I just finished reading Robert Shea's "Shike". A Boing Boing post brought it to my attention, and I started reading it because Amazon had recommended other Robert Shea books for me. Whatever model they have running their recommendations (complicated machine learning? simple statistical correlation with others who report the same tastes as me?) works, because "Shike" is exactly the kind of fiction I like. It was long, detailed, had an epic plot, spanned many generations, and (bonus for 日本の事がすき人!) was mostly set in Japan.

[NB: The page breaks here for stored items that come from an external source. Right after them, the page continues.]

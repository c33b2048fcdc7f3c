// tee_orders/src/proof/memory.rs

use async_trait::async_trait;
use parking_lot::RwLock;
use std::sync::atomic::{AtomicBool, Ordering};
use tracing::info;

use super::{ProofStore, ProofUpload};
use crate::error::{OrderError, OrderResult};

/// Keeps uploaded proofs in memory under `memory://proofs/<n>.<ext>` URLs.
#[derive(Debug, Default)]
pub struct MemoryProofStore {
  blobs: RwLock<Vec<(String, ProofUpload)>>,
  failing: AtomicBool,
}

impl MemoryProofStore {
  pub fn new() -> Self {
    Self::default()
  }

  pub fn upload_count(&self) -> usize {
    self.blobs.read().len()
  }

  pub fn get(&self, url: &str) -> Option<ProofUpload> {
    self.blobs.read().iter().find(|(u, _)| u == url).map(|(_, blob)| blob.clone())
  }

  /// Makes every subsequent `put` fail, to exercise upload error paths.
  pub fn set_failing(&self, failing: bool) {
    self.failing.store(failing, Ordering::SeqCst);
  }
}

#[async_trait]
impl ProofStore for MemoryProofStore {
  async fn put(&self, upload: &ProofUpload) -> OrderResult<String> {
    if self.failing.load(Ordering::SeqCst) {
      return Err(OrderError::Upload("memory proof store rejected the image".to_string()));
    }
    let mut blobs = self.blobs.write();
    let url = format!("memory://proofs/{}.{}", blobs.len() + 1, upload.extension());
    blobs.push((url.clone(), upload.clone()));
    info!(%url, bytes = upload.bytes.len(), "Proof stored in memory.");
    Ok(url)
  }
}
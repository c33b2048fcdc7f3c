// tee_orders_server/src/services/auth_service.rs

//! Admin passcode hashing and the extractor that guards admin routes.

use crate::errors::AppError;
use crate::state::AppState;
use actix_web::{dev::Payload, web, FromRequest, HttpRequest};
use argon2::{
  password_hash::{PasswordHash, PasswordHasher, PasswordVerifier, SaltString},
  Argon2,
};
use futures_util::future::{ready, Ready};
use rand_core::OsRng;
use tracing::{debug, error, instrument, warn};

/// Header carrying the admin passcode on every admin request.
pub const ADMIN_PASSCODE_HEADER: &str = "X-Admin-Passcode";

/// Hashes a plain-text passcode using Argon2 with a fresh random salt.
#[instrument(name = "auth_service::hash_passcode", skip(passcode), err(Display))]
pub fn hash_passcode(passcode: &str) -> Result<String, AppError> {
  if passcode.is_empty() {
    return Err(AppError::Config("Admin passcode cannot be empty.".to_string()));
  }

  let salt = SaltString::generate(&mut OsRng);
  Argon2::default()
    .hash_password(passcode.as_bytes(), &salt)
    .map(|hash| hash.to_string())
    .map_err(|argon_err| {
      error!(error = %argon_err, "Argon2 passcode hashing failed.");
      AppError::Internal(format!("Passcode hashing process failed: {}", argon_err))
    })
}

/// Checks that a configured hash parses as a PHC string.
pub fn check_passcode_hash(hash: &str) -> Result<(), AppError> {
  PasswordHash::new(hash)
    .map(|_| ())
    .map_err(|e| AppError::Config(e.to_string()))
}

/// Verifies a provided passcode against the stored Argon2 hash.
///
/// Returns `Ok(false)` on a mismatch; errors only when the stored hash is unusable.
#[instrument(name = "auth_service::verify_passcode", skip_all, err(Display))]
pub fn verify_passcode(stored_hash: &str, provided: &str) -> Result<bool, AppError> {
  if provided.is_empty() {
    return Ok(false);
  }

  let parsed_hash = PasswordHash::new(stored_hash).map_err(|parse_err| {
    error!(error = %parse_err, "Failed to parse stored passcode hash.");
    AppError::Internal(format!("Invalid stored passcode hash format: {}", parse_err))
  })?;

  match Argon2::default().verify_password(provided.as_bytes(), &parsed_hash) {
    Ok(()) => Ok(true),
    Err(argon2::password_hash::Error::Password) => {
      debug!("Admin passcode mismatch.");
      Ok(false)
    }
    Err(other) => {
      error!(error = %other, "Argon2 passcode verification encountered an error.");
      Err(AppError::Internal(format!("Passcode verification process failed: {}", other)))
    }
  }
}

/// Proof that the request carried the admin passcode. Add it as a handler argument to guard a route.
#[derive(Debug, Clone, Copy)]
pub struct AdminSession;

impl FromRequest for AdminSession {
  type Error = AppError;
  type Future = Ready<Result<Self, Self::Error>>;

  fn from_request(req: &HttpRequest, _payload: &mut Payload) -> Self::Future {
    ready(authorize(req))
  }
}

fn authorize(req: &HttpRequest) -> Result<AdminSession, AppError> {
  let state = req
    .app_data::<web::Data<AppState>>()
    .ok_or_else(|| AppError::Internal("Application state is not configured.".to_string()))?;

  let provided = req
    .headers()
    .get(ADMIN_PASSCODE_HEADER)
    .and_then(|v| v.to_str().ok())
    .unwrap_or_default();

  if verify_passcode(&state.admin_passcode_hash, provided)? {
    Ok(AdminSession)
  } else {
    warn!(path = %req.path(), "Admin request rejected.");
    Err(AppError::Auth("Invalid admin passcode.".to_string()))
  }
}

I found that the last hundred or so pages dragged a little -- as the characters aged, the story had lost it's "Ender's Game"-like youthfulness and became a little too powerful. I mean, how likely is it that a single woman could be so clever and powerful as to obtain the ears (and beds) of the power-wielding men wherever she goes? With her first husband it seems reasonable that he weasel his way into power. But then, in a period of exile, she beds the ruler of the Mongols, and then on her return to Japan, she beds the main opponent of her still-living husband in a civil war? I am willing to allow other, egregious errors in the name of fiction, but this was too impossible to accept.
Despite this tapering-off of quality towards its end, I recommend this book.
This post's theme quote is taken from the end of a seminar I attended, which degenerated into one student shouting at another: "No! Look, if you have f(x) and you divide by forty-nine, then do you see?!?!" Everyone else in the room was suppressing giggles at this. What a fantastic argument.